Information Architecture is the art of organising information in a way that makes it easy for people to use it. In a very real sense it is millenia old, that after all is exactly what Librarians have been trying to do since ancient times. The growth of the Web has given that task a new sense of importance and urgency. It has also given it a new name.
The rise of Information Architecture as a profession raises interesting questions for Librarians. It is arguably just Librarianship in an online environment. Why aren't Information Architects called Web Librarians? (They are sometimes but it isn't the most widely accepted label.) What does that suggest about the image that Librarianship has outside of our profession? On the other hand whatever the job title we should be able to convince people that the study of Library Science gives us the skills to create well organised and easy to use Information Architectures.
The name isn't arbitrary. It is a metaphor which says a lot about the goals and self image of the emerging field of Information Architecture. The idea is that a website needs to be planned and carefully designed in the same way that a conventional architect would design a house or an office building.

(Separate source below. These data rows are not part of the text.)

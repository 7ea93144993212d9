//! Byte-for-byte file copy

use std::fs::{File, OpenOptions};
use std::io::{self, Read, Write};
use std::path::Path;

use tracing::debug;

use crate::config::consts::limits::COPY_BUFFER_SIZE;
use crate::diagnostics::ErrorLog;
use crate::error::{Result, SsgError};

/// Copy `src` to `dest`, recording any failure in `log`.
///
/// Returns `true` when the whole file was copied. A failed copy may leave a
/// truncated destination behind.
pub fn copy_file(src: &Path, dest: &Path, log: &mut ErrorLog) -> bool {
    match try_copy_file(src, dest) {
        Ok(bytes) => {
            debug!(src = %src.display(), dest = %dest.display(), bytes, "copied");
            true
        }
        Err(e) => {
            log.record(&e);
            false
        }
    }
}

/// Copy in fixed-size chunks; returns the number of bytes copied
pub fn try_copy_file(src: &Path, dest: &Path) -> Result<u64> {
    let mut input = File::open(src).map_err(|source| SsgError::SourceOpen {
        path: src.to_path_buf(),
        source,
    })?;
    let mut output = open_destination(dest).map_err(|source| SsgError::DestinationOpen {
        path: dest.to_path_buf(),
        source,
    })?;

    copy_chunks(&mut input, &mut output, src, dest)
}

fn copy_chunks<R: Read, W: Write>(
    input: &mut R,
    output: &mut W,
    src: &Path,
    dest: &Path,
) -> Result<u64> {
    let mut buffer = [0u8; COPY_BUFFER_SIZE];
    let mut total = 0u64;
    loop {
        let read = match input.read(&mut buffer) {
            Ok(0) => break,
            Ok(n) => n,
            Err(e) if e.kind() == io::ErrorKind::Interrupted => continue,
            Err(source) => {
                return Err(SsgError::Read {
                    path: src.to_path_buf(),
                    source,
                })
            }
        };

        let written = output
            .write(&buffer[..read])
            .map_err(|source| SsgError::Write {
                path: dest.to_path_buf(),
                source,
            })?;
        if written != read {
            return Err(SsgError::PartialWrite {
                path: dest.to_path_buf(),
                read,
                written,
            });
        }
        total += read as u64;
    }
    Ok(total)
}

fn open_destination(dest: &Path) -> io::Result<File> {
    let mut options = OpenOptions::new();
    options.write(true).create(true).truncate(true);
    #[cfg(unix)]
    {
        use std::os::unix::fs::OpenOptionsExt;
        options.mode(0o644);
    }
    options.open(dest)
}
//! Per-line template resolution

use std::fs;
use std::path::Path;

use tracing::debug;

use super::marker::TemplateReference;
use crate::diagnostics::ErrorLog;
use crate::error::SsgError;

/// Outcome of resolving one markup line
#[derive(Debug, PartialEq, Eq)]
pub enum Resolution<'a> {
    /// No marker on the line
    Unchanged(&'a [u8]),
    /// Marker resolved; `contents` replaces the whole line
    Included {
        template: TemplateReference,
        contents: Vec<u8>,
    },
    /// Marker found but the template could not be read; the line is kept
    Dangling {
        template: TemplateReference,
        line: &'a [u8],
    },
}

impl Resolution<'_> {
    /// Whether the line carried a template marker
    pub fn is_match(&self) -> bool {
        !matches!(self, Resolution::Unchanged(_))
    }

    /// Bytes to emit in place of the line
    pub fn output(&self) -> &[u8] {
        match self {
            Resolution::Unchanged(line) => line,
            Resolution::Included { contents, .. } => contents,
            Resolution::Dangling { line, .. } => line,
        }
    }
}

/// Resolves markers for the lines of a single source file
#[derive(Debug, Clone, Copy)]
pub struct TemplateResolver<'a> {
    base_dir: &'a Path,
    referrer: &'a Path,
}

impl<'a> TemplateResolver<'a> {
    /// Resolver for lines read from `source`; templates are looked up in its directory
    pub fn for_file(source: &'a Path) -> Self {
        Self {
            base_dir: source.parent().unwrap_or_else(|| Path::new("")),
            referrer: source,
        }
    }

    pub fn base_dir(&self) -> &Path {
        self.base_dir
    }

    pub fn resolve_line<'l>(&self, line: &'l [u8], log: &mut ErrorLog) -> Resolution<'l> {
        resolve(line, self.base_dir, self.referrer, None, log)
    }

    /// Like [`resolve_line`](Self::resolve_line), naming the 1-based `number`
    /// of the line in the diagnostic for a missing template
    pub fn resolve_line_at<'l>(
        &self,
        line: &'l [u8],
        number: usize,
        log: &mut ErrorLog,
    ) -> Resolution<'l> {
        resolve(line, self.base_dir, self.referrer, Some(number), log)
    }
}

/// Resolve a single line.
///
/// `base_dir` is the directory of `referrer`, the source file the line was
/// read from. A missing template records one diagnostic in `log` and yields
/// [`Resolution::Dangling`], which echoes the original line.
pub fn resolve_line<'l>(
    line: &'l [u8],
    base_dir: &Path,
    referrer: &Path,
    log: &mut ErrorLog,
) -> Resolution<'l> {
    resolve(line, base_dir, referrer, None, log)
}

fn resolve<'l>(
    line: &'l [u8],
    base_dir: &Path,
    referrer: &Path,
    number: Option<usize>,
    log: &mut ErrorLog,
) -> Resolution<'l> {
    let Some(template) = TemplateReference::find(line) else {
        return Resolution::Unchanged(line);
    };

    let path = template.path_in(base_dir);
    match fs::read(&path) {
        Ok(contents) => {
            debug!(template = %path.display(), referrer = %referrer.display(), "included template");
            Resolution::Included { template, contents }
        }
        Err(e) => {
            debug!(template = %path.display(), error = %e, "template unreadable");
            log.record(&SsgError::TemplateNotFound {
                template: template.name().into_owned(),
                referrer: referrer.to_path_buf(),
                line: number,
            });
            Resolution::Dangling { template, line }
        }
    }
}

The needs of the users need to be carefully considered. No one would build a house without thinking about what it would be like to live in it.

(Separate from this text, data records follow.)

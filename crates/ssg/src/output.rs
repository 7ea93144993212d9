//! Console reporting

use colored::Colorize;
use ssg_core::{BuildReport, Progress};
use std::io::{self, Write};
use std::path::Path;
use tracing::debug;

/// Prints one `Processed:` line per file to stdout
pub struct ConsoleProgress;

impl Progress for ConsoleProgress {
    fn file_processed(&mut self, src: &Path, dest: &Path) {
        if let Err(e) = print_text(&format!(
            "Processed: {} -> {}",
            src.display(),
            dest.display()
        )) {
            debug!(error = %e, "failed to write progress line");
        }
    }
}

pub fn print_text(s: &str) -> io::Result<()> {
    let mut out = io::stdout().lock();
    writeln!(out, "{s}")
}

/// Print the end-of-run summary
pub fn print_summary(report: &BuildReport, verbose: bool) {
    if report.is_success() {
        println!("{}", "Static site generation complete.".green());
        if verbose {
            println!(
                "{} {} file(s), {} director(ies) in {:.2?}",
                "→".cyan(),
                report.stats.files(),
                report.stats.directories,
                report.elapsed
            );
        }
        return;
    }

    println!("{}", "Static site generation completed with errors:".red());
    for entry in &report.errors {
        println!("- {}", entry);
    }
    if report.errors.dropped() > 0 {
        println!(
            "{}",
            format!(
                "({} more error(s) not shown; log capacity is {})",
                report.errors.dropped(),
                report.errors.capacity()
            )
            .yellow()
        );
    }
    println!("{}", "Generation failed due to errors.".red());
    println!("{}", "Fix the errors and run again. :)".yellow());
}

In the past websites have often been allowed to grow slightly haphazardly or they have been designed by people who were focused on form rather than function. Information Architects would argue that that is the equivalent of building a house room by room or letting an interior decorator design it.
Moreville and Rosenfeld point out that bad information architecture puts off customers, wastes employee time and and damage's an organisation's brand image or reputation. (Moreville & Rosenfeld, 2007.)
It is very hard to overestimate the importance of Information Architecture, for businesses, public services, and for each one of us .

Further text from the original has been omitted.